Questo era davvero troppo. Un oltraggio, per me.
Sei la solita tragica, ha riso Florin. Poi si è fermato, ha tirato fuori dal suo zaino carta e penna e ha detto:
Facciamo un gioco. Devi disegnare gli oggetti che vedi qui, senza mai staccare la penna dal foglio.

La casetta con la x non è stata poi un’impresa così ardua, mentre il secondo, un cuore con delle linee, e il terzo, un altro cuore più vicino a un cono, mi hanno dato filo da torcere per poi scoprire che, l’ultimo, era proprio impossibile da fare.
Ecco, ha ripreso Florin quando gli ho consegnato – rassegnata – il foglio, questo è il modo in cui i matematici dividono i problemi che poi andranno a teorizzare: il primo è banale, il secondo è difficile e il terzo è impossibile. Perché nemmeno i matematici hanno la risposta a tutto.
Sono rimasta a fissarlo ammutolita per non so quanto.
Lui sorrideva. Io pensavo ai matematici come ai soli veri saggi, filosofi e grandi pensatori della vita.
Abbiamo linguaggi diversi, ma lo stesso modo di approcciarci ai problemi. Che credevi?! E poi non dimenticarti che anche le parole hanno un peso.
Con queste massime, ho salutato il mio amico Florin e ho ripreso a camminare pensando che in fondo è vero: i linguaggi sono diversi, per molti restano un mistero che nemmeno si sforzano di comprendere.
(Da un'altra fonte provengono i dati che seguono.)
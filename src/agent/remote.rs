//! Remote analysis agent - generate code, run it in a sandbox, read the output
//!
//! One `RemoteAgent` drives one analysis role through a fixed protocol:
//! upload the dataset, ask the generator for a program, (visualization only)
//! validate it and retry once with a stricter prompt, execute it, recover
//! structured output, and optionally ask for a prose interpretation. The
//! sandbox is killed on every exit path, and no failure escapes `run`: it
//! always returns a report, error-shaped if need be.

use std::panic::AssertUnwindSafe;
use std::path::Path;
use std::sync::Arc;
use std::time::Instant;

use futures_util::FutureExt;
use tracing::{info, info_span, warn, Instrument};
use uuid::Uuid;

use super::extract::last_json_object;
use super::prompts::{task_prompt, visualization_retry_prompt, INTERPRETATION_REQUEST};
use super::report::{AgentKind, AgentReport, ChartArtifact};
use super::validation::{is_png_payload, PlotCheck};
use crate::config::LlmConfig;
use crate::llm::{
    execute_code_tool, ChatMessage, CodeGenerator, LlmError, MessageRequest, MessageResponse,
    Tool, ToolInvocation,
};
use crate::metrics::{AGENT_RUNS, CHARTS_RENDERED, CODEGEN_RETRIES, CODE_EXECUTIONS, CODE_EXECUTION_DURATION};
use crate::sandbox::{Execution, SandboxError, SandboxProvider, SandboxSession};

/// File name the dataset is uploaded under
pub const DATASET_FILE_NAME: &str = "data.csv";

/// Configuration for a remote agent
#[derive(Debug, Clone)]
pub struct AgentConfig {
    /// Generator model
    pub model: String,
    /// Token limit for the code generation request
    pub codegen_max_tokens: u32,
    /// Token limit for the interpretation request
    pub interpretation_max_tokens: u32,
    /// Ask for a prose interpretation after a successful run
    pub request_interpretation: bool,
}

impl Default for AgentConfig {
    fn default() -> Self {
        Self::from_llm(&LlmConfig::default())
    }
}

impl AgentConfig {
    pub fn from_llm(llm: &LlmConfig) -> Self {
        Self {
            model: llm.agent_model.clone(),
            codegen_max_tokens: llm.codegen_max_tokens,
            interpretation_max_tokens: llm.interpretation_max_tokens,
            request_interpretation: true,
        }
    }
}

/// Error type for a single agent run
///
/// Never crosses the agent boundary; `run` folds it into the report.
#[derive(Debug)]
pub enum AgentError {
    /// The local dataset could not be read
    Dataset(std::io::Error),
    /// Sandbox creation, upload or execution transport failed
    Sandbox(SandboxError),
    /// The generator request failed
    Llm(LlmError),
    /// The generator invoked the tool without a program
    MissingCode,
}

impl std::fmt::Display for AgentError {
    fn fmt(&self, f: &mut std::fmt::Formatter<'_>) -> std::fmt::Result {
        match self {
            AgentError::Dataset(e) => write!(f, "Failed to read dataset: {}", e),
            AgentError::Sandbox(e) => write!(f, "{}", e),
            AgentError::Llm(e) => write!(f, "Code generation failed: {}", e),
            AgentError::MissingCode => write!(f, "Tool invocation carried no code"),
        }
    }
}

impl std::error::Error for AgentError {}

impl From<SandboxError> for AgentError {
    fn from(e: SandboxError) -> Self {
        AgentError::Sandbox(e)
    }
}

impl From<LlmError> for AgentError {
    fn from(e: LlmError) -> Self {
        AgentError::Llm(e)
    }
}

/// Analysis agent backed by the generator + sandbox pair
pub struct RemoteAgent {
    kind: AgentKind,
    generator: Arc<dyn CodeGenerator>,
    sandboxes: Arc<dyn SandboxProvider>,
    config: AgentConfig,
}

impl RemoteAgent {
    pub fn new(
        kind: AgentKind,
        generator: Arc<dyn CodeGenerator>,
        sandboxes: Arc<dyn SandboxProvider>,
        config: AgentConfig,
    ) -> Self {
        Self {
            kind,
            generator,
            sandboxes,
            config,
        }
    }

    pub fn statistical(
        generator: Arc<dyn CodeGenerator>,
        sandboxes: Arc<dyn SandboxProvider>,
        config: AgentConfig,
    ) -> Self {
        Self::new(AgentKind::Statistical, generator, sandboxes, config)
    }

    pub fn anomaly(
        generator: Arc<dyn CodeGenerator>,
        sandboxes: Arc<dyn SandboxProvider>,
        config: AgentConfig,
    ) -> Self {
        Self::new(AgentKind::Anomaly, generator, sandboxes, config)
    }

    pub fn visualization(
        generator: Arc<dyn CodeGenerator>,
        sandboxes: Arc<dyn SandboxProvider>,
        config: AgentConfig,
    ) -> Self {
        Self::new(AgentKind::Visualization, generator, sandboxes, config)
    }

    /// Run the agent against a dataset file
    ///
    /// Always returns a report; failures come back as `{error, ...}`.
    pub async fn run(&self, dataset: &Path) -> AgentReport {
        let trace_id = Uuid::now_v7().to_string();
        let label = self.kind.label();

        let root_span = info_span!(
            "agent_run",
            agent = %self.kind,
            trace_id = %trace_id,
            model = %self.config.model,
            otel.name = "agent_run"
        );

        async {
            info!(trace_id = %trace_id, dataset = %dataset.display(), "Starting agent");
            println!("[{}] Starting {} agent (trace {})", label, self.kind, trace_id);

            let report = self.run_with_cleanup(dataset).await;

            match report.error() {
                Some(message) => {
                    warn!(trace_id = %trace_id, error = %message, "Agent failed");
                    println!("[{}] ❌ {} agent failed: {}", label, self.kind, message);
                }
                None => {
                    info!(trace_id = %trace_id, outcome = report.outcome(), "Agent complete");
                    println!("[{}] ✅ {} agent complete", label, self.kind);
                }
            }
            AGENT_RUNS
                .with_label_values(&[self.kind.as_str(), report.outcome()])
                .inc();
            report
        }
        .instrument(root_span)
        .await
    }

    /// Session lifecycle: read, create, drive, kill
    async fn run_with_cleanup(&self, dataset: &Path) -> AgentReport {
        let label = self.kind.label();

        let data = match tokio::fs::read(dataset).await {
            Ok(data) => data,
            Err(e) => return AgentReport::failed(self.kind, AgentError::Dataset(e).to_string()),
        };

        let session = match self.sandboxes.create().await {
            Ok(session) => session,
            Err(e) => return AgentReport::failed(self.kind, AgentError::from(e).to_string()),
        };
        println!("[{}] ✓ Sandbox {} created", label, session.id());

        let sandbox_span = info_span!("sandbox_session", sandbox_id = %session.id(), otel.name = "sandbox_session");
        let outcome = AssertUnwindSafe(self.drive(session.as_ref(), data))
            .catch_unwind()
            .instrument(sandbox_span)
            .await;

        match session.kill().await {
            Ok(()) => println!("[{}] ✓ Sandbox closed", label),
            Err(e) => warn!(sandbox_id = %session.id(), error = %e, "Failed to kill sandbox"),
        }

        match outcome {
            Ok(Ok(report)) => report,
            Ok(Err(e)) => AgentReport::failed(self.kind, e.to_string()),
            Err(panic) => AgentReport::failed(self.kind, panic_message(panic.as_ref())),
        }
    }

    /// The per-agent protocol, strictly ordered
    async fn drive(
        &self,
        session: &dyn SandboxSession,
        data: Vec<u8>,
    ) -> Result<AgentReport, AgentError> {
        let label = self.kind.label();

        let remote_path = session.write_file(DATASET_FILE_NAME, data).await?;
        println!("[{}] ✓ Dataset uploaded to {}", label, remote_path);

        let tools = vec![execute_code_tool()];
        let mut messages = vec![ChatMessage::user(task_prompt(self.kind, &remote_path))];

        let mut response = self.generate(&messages, &tools, self.config.codegen_max_tokens).await?;
        let Some(mut call) = response.tool_invocation() else {
            info!(stop_reason = ?response.stop_reason, "Generator answered without code");
            println!("[{}] ℹ Generator returned no code; nothing to execute", label);
            return Ok(AgentReport::new());
        };

        if self.kind == AgentKind::Visualization {
            let check = PlotCheck::inspect(call.code().unwrap_or_default());
            if !check.passed() {
                warn!(
                    has_plotting = check.has_plotting,
                    show_calls = check.show_calls,
                    "Generated code failed plot validation, retrying once"
                );
                println!(
                    "[{}] ⚠ Code failed plot validation (plotting: {}, show calls: {}); retrying with stricter prompt",
                    label, check.has_plotting, check.show_calls
                );
                CODEGEN_RETRIES.with_label_values(&[self.kind.as_str()]).inc();

                messages = vec![ChatMessage::user(visualization_retry_prompt(&remote_path))];
                let retry = self.generate(&messages, &tools, self.config.codegen_max_tokens).await?;
                match retry.tool_invocation() {
                    Some(retry_call) => {
                        call = retry_call;
                        response = retry;
                    }
                    None => {
                        // keep the first program; the original prompt stands in the history
                        warn!("Retry produced no code, keeping first attempt");
                        messages = vec![ChatMessage::user(task_prompt(self.kind, &remote_path))];
                    }
                }
            }
        }

        messages.push(ChatMessage::assistant(response.content.clone()));

        let code = call.code().unwrap_or_default();
        if code.trim().is_empty() {
            return Err(AgentError::MissingCode);
        }
        println!("[{}] ✓ Received {} lines of code", label, code.lines().count());
        println!("┌─────────────────────────────────────────");
        for line in code.lines() {
            println!("│ {}", line);
        }
        println!("└─────────────────────────────────────────");

        let execution = self.execute(session, code).await?;

        if let Some(failure) = &execution.error {
            println!("[{}] ✗ Execution error: {}", label, failure);
            return Ok(AgentReport::failed(self.kind, failure.to_string())
                .with("traceback", failure.traceback.clone()));
        }
        println!("[{}] ✓ Code executed successfully", label);

        let stdout = execution.stdout_text();
        let mut report = match self.kind {
            AgentKind::Visualization => collect_charts(&execution),
            _ => parse_output(self.kind, &stdout, &execution),
        };

        if self.config.request_interpretation && self.kind != AgentKind::Visualization {
            if let Some(text) = self.interpret(&mut messages, &tools, &call, &stdout).await {
                report.insert("interpretation", text);
                println!("[{}] ✓ Interpretation added", label);
            }
        }

        Ok(report)
    }

    async fn generate(
        &self,
        messages: &[ChatMessage],
        tools: &[Tool],
        max_tokens: u32,
    ) -> Result<MessageResponse, LlmError> {
        let request = MessageRequest {
            model: self.config.model.clone(),
            max_tokens,
            messages: messages.to_vec(),
            tools: tools.to_vec(),
        };

        let llm_span = info_span!("llm_call", model = %self.config.model, otel.name = "llm_call");
        let start = Instant::now();
        let response = self.generator.send(&request).instrument(llm_span).await?;
        info!(
            duration_ms = start.elapsed().as_secs_f64() * 1000.0,
            stop_reason = ?response.stop_reason,
            "LLM call completed"
        );
        Ok(response)
    }

    async fn execute(
        &self,
        session: &dyn SandboxSession,
        code: &str,
    ) -> Result<Execution, SandboxError> {
        let exec_span = info_span!(
            "code_execution",
            code_len = code.len(),
            otel.name = "code_execution"
        );
        let start = Instant::now();
        let result = session.run_code(code).instrument(exec_span).await;
        let elapsed = start.elapsed().as_secs_f64();

        let status = match &result {
            Ok(execution) if execution.error.is_none() => "success",
            _ => "error",
        };
        CODE_EXECUTIONS
            .with_label_values(&[self.kind.as_str(), status])
            .inc();
        CODE_EXECUTION_DURATION
            .with_label_values(&[self.kind.as_str()])
            .observe(elapsed);

        if let Ok(execution) = &result {
            for line in execution.stderr.iter().flat_map(|s| s.lines()) {
                println!("[stderr] {}", line);
            }
        }
        result
    }

    /// Acknowledge the tool call and ask for prose; failures are dropped
    async fn interpret(
        &self,
        messages: &mut Vec<ChatMessage>,
        tools: &[Tool],
        call: &ToolInvocation,
        stdout: &str,
    ) -> Option<String> {
        messages.push(
            ChatMessage::tool_result(call.id.clone(), stdout).with_text(INTERPRETATION_REQUEST),
        );

        match self
            .generate(messages, tools, self.config.interpretation_max_tokens)
            .await
        {
            Ok(response) => response.text().map(str::to_string),
            Err(e) => {
                warn!(error = %e, "Interpretation request failed");
                None
            }
        }
    }
}

/// Structured output from stdout, or the raw text when there is none
fn parse_output(kind: AgentKind, stdout: &str, execution: &Execution) -> AgentReport {
    match last_json_object(stdout) {
        Some(map) => AgentReport::from(map),
        None => {
            warn!(agent = %kind, stdout_len = stdout.len(), "No JSON object in output, keeping raw text");
            let results = execution.results.iter().map(|r| r.describe()).collect();
            AgentReport::raw_output(kind, stdout, results)
        }
    }
}

/// Figures captured by the interpreter, in emission order
fn collect_charts(execution: &Execution) -> AgentReport {
    let payloads = execution.png_payloads();
    let total = payloads.len();
    let charts: Vec<ChartArtifact> = payloads
        .into_iter()
        .filter(|png| is_png_payload(png))
        .map(|png| ChartArtifact::Embedded { png })
        .collect();
    if charts.len() < total {
        warn!(dropped = total - charts.len(), "Discarded figure payloads that are not PNG data");
    }

    CHARTS_RENDERED
        .with_label_values(&["remote"])
        .inc_by(charts.len() as u64);
    println!("[VIZ] ✓ Captured {} charts", charts.len());

    let stdout = execution.stdout_text();
    let report = AgentReport::charts(charts);
    if stdout.trim().is_empty() {
        report
    } else {
        report.with("raw_output", stdout)
    }
}

pub(crate) fn panic_message(panic: &(dyn std::any::Any + Send)) -> String {
    if let Some(s) = panic.downcast_ref::<&str>() {
        format!("Agent panicked: {}", s)
    } else if let Some(s) = panic.downcast_ref::<String>() {
        format!("Agent panicked: {}", s)
    } else {
        "Agent panicked".to_string()
    }
}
D’un tratto, mi sono sorpresa a pensare che non mi stavo più riferendo a segni, ideogrammi, note, suoni o visioni, ma alle persone. Alla poliedrica proprietà di linguaggio che ci contraddistingue.
Sul foglio, che mi aveva restituito Florin, sotto quelle linee sghembe ho segnato: ottobre, diversità di linguaggi.